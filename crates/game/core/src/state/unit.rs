//! Units: the combatants that take turns.

use std::fmt;

use arrayvec::ArrayVec;

use crate::ability::AbilityKind;
use crate::config::GameConfig;
use crate::error::{ErrorSeverity, GameError};
use crate::geometry::{Direction, Position};
use crate::state::item::{Equipment, Inventory, Item};
use crate::state::status::{StatusEffectKind, StatusEffects};

/// Unique identifier for a unit. Ids are never reused within a world.
#[derive(Clone, Copy, Debug, PartialEq, Eq, PartialOrd, Ord, Hash)]
#[cfg_attr(feature = "serde", derive(serde::Serialize, serde::Deserialize))]
pub struct UnitId(pub u32);

impl fmt::Display for UnitId {
    fn fmt(&self, f: &mut fmt::Formatter<'_>) -> fmt::Result {
        write!(f, "#{}", self.0)
    }
}

/// Allegiance of a unit.
#[derive(Clone, Copy, Debug, PartialEq, Eq, Hash)]
#[cfg_attr(feature = "serde", derive(serde::Serialize, serde::Deserialize))]
pub enum Faction {
    Player,
    Enemy,
    Neutral,
}

impl Faction {
    /// Player and Enemy are mutually hostile; Neutral fights nobody.
    pub fn is_hostile_to(self, other: Faction) -> bool {
        matches!(
            (self, other),
            (Faction::Player, Faction::Enemy) | (Faction::Enemy, Faction::Player)
        )
    }
}

/// Integer resource meter (life, mana) with a fractional regeneration
/// remainder carried from turn to turn.
#[derive(Clone, Copy, Debug, PartialEq, Default)]
#[cfg_attr(feature = "serde", derive(serde::Serialize, serde::Deserialize))]
pub struct ResourceMeter {
    pub current: u32,
    pub maximum: u32,
    /// Regeneration accumulated but not yet converted into whole points.
    pub remainder: f32,
}

impl ResourceMeter {
    pub fn new(current: u32, maximum: u32) -> Self {
        Self {
            current: current.min(maximum),
            maximum,
            remainder: 0.0,
        }
    }

    pub fn full(maximum: u32) -> Self {
        Self::new(maximum, maximum)
    }

    /// Adds `amount`, clamped to the maximum. Returns the amount actually gained.
    pub fn restore(&mut self, amount: u32) -> u32 {
        let before = self.current;
        self.current = self.current.saturating_add(amount).min(self.maximum);
        self.current - before
    }

    /// Subtracts `amount`, clamped at zero. Returns the amount actually lost.
    pub fn drain(&mut self, amount: u32) -> u32 {
        let lost = amount.min(self.current);
        self.current -= lost;
        lost
    }

    /// Accumulates fractional regeneration and converts whole points.
    ///
    /// A full meter does not bank regeneration.
    pub fn regenerate(&mut self, rate: f32) {
        if self.current >= self.maximum {
            self.remainder = 0.0;
            return;
        }
        self.remainder += rate.max(0.0);
        let whole = self.remainder.floor();
        if whole >= 1.0 {
            self.remainder -= whole;
            self.restore(whole as u32);
        }
    }

    /// `current / maximum`, or 1.0 for an empty maximum.
    pub fn ratio(&self) -> f32 {
        if self.maximum == 0 {
            1.0
        } else {
            self.current as f32 / self.maximum as f32
        }
    }

    pub fn is_empty(&self) -> bool {
        self.current == 0
    }
}

/// Tuning for AI-controlled units.
#[derive(Clone, Copy, Debug, PartialEq)]
#[cfg_attr(feature = "serde", derive(serde::Serialize, serde::Deserialize))]
#[cfg_attr(feature = "serde", serde(default))]
pub struct AiParameters {
    /// Probability of engaging when not already in combat.
    pub aggressiveness: f32,
    /// Fraction of turns on which the unit acts.
    pub speed: f32,
    /// Euclidean radius within which the target is noticed.
    pub vision_range: f32,
    /// Life ratio below which the unit flees.
    pub flee_threshold: f32,
    /// Ranged controllers prefer shooting over closing in.
    pub ranged: bool,
}

impl AiParameters {
    /// Whether a unit with this speed acts on `turn`.
    ///
    /// The cadence is a pure function of the global turn counter:
    /// `floor(speed * turn) > floor(speed * (turn - 1))`.
    pub fn acts_on_turn(&self, turn: u64) -> bool {
        let speed = self.speed.clamp(0.0, 1.0) as f64;
        let now = (speed * turn as f64).floor();
        let before = (speed * (turn as f64 - 1.0)).floor();
        now > before
    }
}

impl Default for AiParameters {
    fn default() -> Self {
        Self {
            aggressiveness: 0.5,
            speed: 1.0,
            vision_range: 8.0,
            flee_threshold: 0.0,
            ranged: false,
        }
    }
}

/// Raised when spending more mana than a unit has.
#[derive(Clone, Copy, Debug, PartialEq, Eq, thiserror::Error)]
#[error("cannot spend {requested} mana with only {available} available")]
pub struct ManaError {
    pub requested: u32,
    pub available: u32,
}

impl GameError for ManaError {
    fn severity(&self) -> ErrorSeverity {
        ErrorSeverity::Fatal
    }

    fn error_code(&self) -> &'static str {
        "MANA_INSUFFICIENT"
    }
}

/// A combatant.
#[derive(Clone, Debug, PartialEq)]
#[cfg_attr(feature = "serde", derive(serde::Serialize, serde::Deserialize))]
pub struct Unit {
    pub id: UnitId,
    /// Name of the model the unit was built from.
    pub name: String,
    pub faction: Faction,
    pub position: Position,
    pub facing: Direction,

    pub life: ResourceMeter,
    pub mana: ResourceMeter,

    pub level: u32,
    pub experience: u32,
    pub kills: u32,
    /// Experience granted to whoever kills this unit.
    pub reward: u32,

    pub strength: u32,
    pub dexterity: u32,

    pub abilities: ArrayVec<AbilityKind, { GameConfig::MAX_ABILITIES }>,
    pub equipment: Equipment,
    pub inventory: Inventory,
    pub effects: StatusEffects,

    /// `None` for the player.
    pub ai: Option<AiParameters>,
    /// Turns since this unit last dealt or took damage.
    pub turns_since_combat: u32,

    pub damage_dealt: u64,
    pub damage_taken: u64,

    /// Model spawned by this unit's Summon ability.
    pub summon_class: Option<String>,
    /// The unit that summoned this one.
    pub summoner: Option<UnitId>,
}

impl Unit {
    pub fn new(id: UnitId, name: impl Into<String>, faction: Faction, position: Position) -> Self {
        Self {
            id,
            name: name.into(),
            faction,
            position,
            facing: Direction::South,
            life: ResourceMeter::full(1),
            mana: ResourceMeter::full(0),
            level: 1,
            experience: 0,
            kills: 0,
            reward: 0,
            strength: 1,
            dexterity: 1,
            abilities: ArrayVec::new(),
            equipment: Equipment::empty(),
            inventory: Inventory::empty(),
            effects: StatusEffects::empty(),
            ai: None,
            turns_since_combat: u32::MAX,
            damage_dealt: 0,
            damage_taken: 0,
            summon_class: None,
            summoner: None,
        }
    }

    pub fn is_alive(&self) -> bool {
        self.life.current > 0
    }

    pub fn is_hostile_to(&self, other: &Unit) -> bool {
        self.faction.is_hostile_to(other.faction)
    }

    /// Innate abilities are known by everyone.
    pub fn knows(&self, ability: AbilityKind) -> bool {
        ability.is_innate() || self.abilities.contains(&ability)
    }

    /// Learns an ability; returns false if already known or the list is full.
    pub fn learn(&mut self, ability: AbilityKind) -> bool {
        if self.knows(ability) || self.abilities.is_full() {
            return false;
        }
        self.abilities.push(ability);
        true
    }

    /// Checked mana spend; nothing changes on failure.
    pub fn spend_mana(&mut self, amount: u32) -> Result<(), ManaError> {
        if amount > self.mana.current {
            return Err(ManaError {
                requested: amount,
                available: self.mana.current,
            });
        }
        self.mana.current -= amount;
        Ok(())
    }

    pub fn can_afford(&self, amount: u32) -> bool {
        self.mana.current >= amount
    }

    /// Whether the status ledger lets the unit act this turn.
    pub fn can_act(&self) -> bool {
        self.effects.can_act()
    }

    pub fn in_combat(&self, config: &GameConfig) -> bool {
        self.turns_since_combat <= config.combat_recency_turns
    }

    /// Base melee damage: strength plus main-hand weapon.
    pub fn melee_damage(&self) -> u32 {
        self.strength + self.equipment.melee_damage()
    }

    /// Base ranged weapon damage, if a ranged weapon is equipped.
    pub fn ranged_damage(&self) -> Option<u32> {
        self.equipment
            .ranged_damage()
            .map(|damage| self.dexterity + damage)
    }

    /// Equips an item from outside the inventory, stashing whatever it displaces.
    pub fn equip(&mut self, item: Item) -> Result<(), Item> {
        if let Some(previous) = self.equipment.equip(item)? {
            self.inventory.add(previous);
        }
        Ok(())
    }

    /// Per-turn upkeep: regeneration and the combat-recency counter.
    pub fn upkeep(&mut self, config: &GameConfig) {
        self.life.regenerate(config.life_regen);
        self.mana.regenerate(config.mana_regen);
        self.turns_since_combat = self.turns_since_combat.saturating_add(1);
    }

    /// Marks the unit as having just taken part in combat.
    pub fn enter_combat(&mut self) {
        self.turns_since_combat = 0;
    }

    pub fn apply_effect(&mut self, kind: StatusEffectKind, duration: u32) {
        self.effects.add(kind, duration);
    }
}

· · · ·

◆ **Aim of the exercise**: For each line in the records that contains the word "state", make a copy.

◆ **Solution to the exercise**:
filename crates/game/core/src/state/unit.rs
use crate::state::item::{Equipment, Inventory, Item};
use crate::state::status::{StatusEffectKind, StatusEffects};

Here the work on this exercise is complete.